Con la scoperta dell’America e il trasferimento incrociato di piante, animali e microorganismi tra i due mondi, da subito sono coinvolti anche gli agrumi. Già nel 1493 Colombo li porterà con sé nel suo secondo viaggio, dando avvio a una vicenda per cui il continente americano diverrà poi tra i maggiori produttori – e consumatori – di agrumi, ben davanti ai paesi mediterranei. Mentre nella dialettica tra nord e sud del vecchio continente, assurti a elemento emblematico del paesaggio mediterraneo, e della sua idealizzazione da parte di tanti viaggiatori in formazione negli anni del Grand Tour, gli agrumi sono evocati nel celeberrimo lead di Goethe Conosci tu il paese dove fioriscono i limoni, musicato poi da Schubert, Beethoven e Schumann.

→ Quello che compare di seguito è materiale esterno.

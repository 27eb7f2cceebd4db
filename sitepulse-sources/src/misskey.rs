//! Misskey note chart and recent notes.

use chrono::{DateTime, Utc};
use serde::{Deserialize, Serialize};
use tracing::{debug, instrument};

use sitepulse_core::constants::{
    DEFAULT_HTTP_TIMEOUT_SECS, DEFAULT_MISSKEY_INSTANCE, DEFAULT_MISSKEY_USER_ID,
};
use sitepulse_core::error::Result;
use sitepulse_core::types::{ActivityCount, Limit, MisskeyNoteItem};

use crate::http::{build_client, send_json};

/// Largest page `users/notes` serves.
const NOTES_PAGE_MAX: usize = 100;

/// Page size used when the route is unlimited.
const NOTES_PAGE_DEFAULT: usize = 10;

/// Misskey client configuration.
#[derive(Clone, Debug, Serialize, Deserialize)]
pub struct MisskeyConfig {
    /// Instance base URL (e.g., "https://nya.one")
    pub instance_url: String,
    /// Id of the user whose notes are read
    pub user_id: String,
    /// Request timeout in seconds
    pub timeout_seconds: u64,
}

impl Default for MisskeyConfig {
    fn default() -> Self {
        Self {
            instance_url: DEFAULT_MISSKEY_INSTANCE.into(),
            user_id: DEFAULT_MISSKEY_USER_ID.into(),
            timeout_seconds: DEFAULT_HTTP_TIMEOUT_SECS,
        }
    }
}

impl MisskeyConfig {
    /// Creates a config for the given instance and user.
    pub fn new(instance_url: impl Into<String>, user_id: impl Into<String>) -> Self {
        Self {
            instance_url: instance_url.into(),
            user_id: user_id.into(),
            ..Default::default()
        }
    }
}

/// A note as returned by `users/notes`.
#[derive(Clone, Debug, Deserialize)]
#[serde(rename_all = "camelCase")]
pub struct MisskeyNote {
    /// Note id
    pub id: String,
    /// Creation time
    pub created_at: DateTime<Utc>,
    /// Body
    #[serde(default)]
    pub text: Option<String>,
    /// Content warning
    #[serde(default)]
    pub cw: Option<String>,
}

/// Client for a Misskey instance's public API.
pub struct MisskeyClient {
    config: MisskeyConfig,
    http_client: reqwest::Client,
}

impl MisskeyClient {
    /// Creates a client with the default instance and user.
    pub fn new() -> Self {
        Self::with_config(MisskeyConfig::default())
    }

    /// Creates a client with custom configuration.
    pub fn with_config(config: MisskeyConfig) -> Self {
        let http_client = build_client(config.timeout_seconds);
        Self {
            config,
            http_client,
        }
    }

    /// Returns the client configuration.
    pub fn config(&self) -> &MisskeyConfig {
        &self.config
    }

    /// Notes posted per day over the last `days` days, today first.
    #[instrument(skip(self), fields(user_id = %self.config.user_id))]
    pub async fn note_activity(&self, days: usize) -> Result<ActivityCount> {
        let request = self
            .http_client
            .get(format!("{}/api/charts/user/notes", self.instance()))
            .query(&[
                ("userId", self.config.user_id.as_str()),
                ("limit", days.to_string().as_str()),
                ("span", "day"),
            ]);

        let chart: NotesChart = send_json(request).await?;
        debug!(points = chart.inc.len(), "Fetched note chart");

        Ok(ActivityCount::from_increments(chart.inc))
    }

    /// Most recent notes of the configured user, without replies or renotes.
    #[instrument(skip(self), fields(user_id = %self.config.user_id))]
    pub async fn recent_notes(&self, limit: Limit) -> Result<Vec<MisskeyNoteItem>> {
        let page = limit
            .get()
            .map_or(NOTES_PAGE_DEFAULT, |n| n.min(NOTES_PAGE_MAX));

        let body = serde_json::json!({
            "userId": self.config.user_id,
            "limit": page,
            "withReplies": false,
            "withRenotes": false,
        });

        let request = self
            .http_client
            .post(format!("{}/api/users/notes", self.instance()))
            .json(&body);

        let notes: Vec<MisskeyNote> = send_json(request).await?;
        debug!(count = notes.len(), "Fetched notes");

        Ok(note_items(notes, self.instance(), limit))
    }

    fn instance(&self) -> &str {
        self.config.instance_url.trim_end_matches('/')
    }
}

impl Default for MisskeyClient {
    fn default() -> Self {
        Self::new()
    }
}

/// Maps notes to feed items linking back to `instance`, cut to `limit`.
pub fn note_items(notes: Vec<MisskeyNote>, instance: &str, limit: Limit) -> Vec<MisskeyNoteItem> {
    let instance = instance.trim_end_matches('/');
    let items = notes
        .into_iter()
        .map(|note| MisskeyNoteItem {
            link: format!("{}/notes/{}", instance, note.id),
            date: note.created_at,
            text: note.text,
            cw: note.cw,
        })
        .collect();
    limit.truncate(items)
}

/// `charts/user/notes` response; only the increments are used.
#[derive(Debug, Deserialize)]
struct NotesChart {
    inc: Vec<i64>,
}
//! Time-boxed single-slot response cache.
//!
//! Each route owns one [`CachedRoute`]: a single serialized payload, the
//! instant it was produced, and the route's TTL. A request that finds the
//! payload fresh is answered from the slot; otherwise the route's fetch runs
//! and its serialized result replaces the slot.

#![forbid(unsafe_code)]
#![warn(missing_docs, rust_2018_idioms)]

mod clock;
mod refresh;
mod slot;

pub use clock::{Clock, ManualClock, SystemClock};
pub use refresh::{get_or_refresh, CachedRoute};
pub use slot::CacheSlot;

Nonché, ricorda sempre Barbera, in opere come Carmen, Bohème, Cavalleria rusticana.

La passione o mania per gli agrumi combinata all’esigenza di proteggerli da temperature troppo rigide, specialmente ostili per limoni e pompelmi, produrrà il fiorire di ripari, conserve, cedraie, arancere, giardini d’inverno. A Versailles una galleria centrale di 155 metri è affiancata da due laterali e aperta sul gran parterre; nel giardino della neo-palladiana residenza di Lord Burlington a Chiswick una ricca messe di specie e varietà animano un Anfiteatro di agrumi.

E agrumi in vaso figurano anche sui balconi della Certosa di Parma di Stendhal. Ma a segnare paesaggi e immaginari saranno anche le architetture dedicate alla coltivazione – specialmente a scopi alimentari. Quelle ordinate su gradoni chiusi su tre lati da alti muraglioni nella terraferma veneziana e, soprattutto, gli spericolati terrazzamenti della riviera ligure e gli agrumeti produttivi della costa amalfitana e sorrentina all’ombra di pergole collegate al muretto della piazzola superiore.

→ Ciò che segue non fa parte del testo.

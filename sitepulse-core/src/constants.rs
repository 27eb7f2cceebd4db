//! Route TTLs and configuration defaults.
//!
//! Every value here can be overridden at startup except the route TTLs,
//! which are fixed per route (the Misskey feed TTL is the one exception).

use std::time::Duration;

// ═══════════════════════════════════════════════════════════════════════════════
// ROUTE TTLS
// ═══════════════════════════════════════════════════════════════════════════════

const HOUR: u64 = 60 * 60;

/// How long the blog feed stays cached.
pub const BLOG_FEED_TTL: Duration = Duration::from_secs(12 * HOUR);

/// How long the GitHub public activity feed stays cached.
pub const GITHUB_FEED_TTL: Duration = Duration::from_secs(HOUR);

/// Default TTL of the Misskey notes feed (overridable).
pub const DEFAULT_MISSKEY_FEED_TTL: Duration = Duration::from_secs(HOUR);

/// How long the combined GitHub + Misskey activity tally stays cached.
pub const ACTIVITY_TTL: Duration = Duration::from_secs(12 * HOUR);

/// How long the starred repository list stays cached.
pub const GITHUB_STARS_TTL: Duration = Duration::from_secs(HOUR);

// ═══════════════════════════════════════════════════════════════════════════════
// LIMITS
// ═══════════════════════════════════════════════════════════════════════════════

/// Default number of blog items returned.
pub const DEFAULT_FEED_LIMIT_BLOG: i64 = 10;

/// Default number of GitHub feed items returned.
pub const DEFAULT_FEED_LIMIT_GITHUB: i64 = 10;

/// Default number of Misskey notes returned.
pub const DEFAULT_FEED_LIMIT_MISSKEY: i64 = 10;

/// Default number of starred repositories returned.
pub const DEFAULT_LIKE_LIMIT_GITHUB: i64 = 10;

/// Default activity window, in days.
pub const DEFAULT_COUNT_DAYS: usize = 30;

// ═══════════════════════════════════════════════════════════════════════════════
// UPSTREAMS
// ═══════════════════════════════════════════════════════════════════════════════

/// Default bind address.
pub const DEFAULT_LISTEN: &str = "0.0.0.0:1323";

/// Default GitHub login whose activity is reported.
pub const DEFAULT_GITHUB_USER: &str = "Candinya";

/// Default GitHub REST/GraphQL API base.
pub const DEFAULT_GITHUB_API_URL: &str = "https://api.github.com";

/// Default GitHub web base, used for the public `.atom` activity feed.
pub const DEFAULT_GITHUB_WEB_URL: &str = "https://github.com";

/// GitHub REST API version header value.
pub const GITHUB_API_VERSION: &str = "2022-11-28";

/// Default blog Atom feed.
pub const DEFAULT_BLOG_FEED_URL: &str = "https://candinya.com/atom.xml";

/// Cover used for blog posts without a media thumbnail.
pub const DEFAULT_BLOG_COVER: &str = "https://candinya.com/images/default.webp";

/// Default Misskey instance.
pub const DEFAULT_MISSKEY_INSTANCE: &str = "https://nya.one";

/// Default Misskey user id.
pub const DEFAULT_MISSKEY_USER_ID: &str = "8837yxdz1d";

/// Outbound request timeout in seconds.
pub const DEFAULT_HTTP_TIMEOUT_SECS: u64 = 30;

/// Sent with every outbound request; GitHub rejects requests without one.
pub const USER_AGENT: &str = concat!("sitepulse/", env!("CARGO_PKG_VERSION"));

#[cfg(test)]
mod tests {
    use super::*;

    #[test]
    fn test_route_ttls() {
        assert_eq!(BLOG_FEED_TTL.as_secs(), 43_200);
        assert_eq!(ACTIVITY_TTL.as_secs(), 43_200);
        assert_eq!(GITHUB_FEED_TTL.as_secs(), 3_600);
        assert_eq!(GITHUB_STARS_TTL.as_secs(), 3_600);
    }

    #[test]
    fn test_user_agent_carries_version() {
        assert!(USER_AGENT.starts_with("sitepulse/"));
        assert!(USER_AGENT.len() > "sitepulse/".len());
    }
}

Sul crinale tra paesaggi produttivi e culturali, il ruolo degli agrumi muta di segno con lo scarto tra frutto da ornamento nei giardini di piacere e coltura estensiva in vista di una produzione commerciale di ampia scala, capace di modificare i paesaggi fino agli eccessi speculativi o alla loro cancellazione, con le trasformazioni urbane e industriali. Resta da chiedersi non solo se, a corollario della loro instancabile mutevolezza e variabilità, e nella dialettica con i più recenti mutamenti climatici e dei sistemi produttivi, gli agrumi di oggi siano gli stessi del passato – bisognerebbe chiedere a Teofrasto, direbbe Barbera –, ma come domani… diverranno.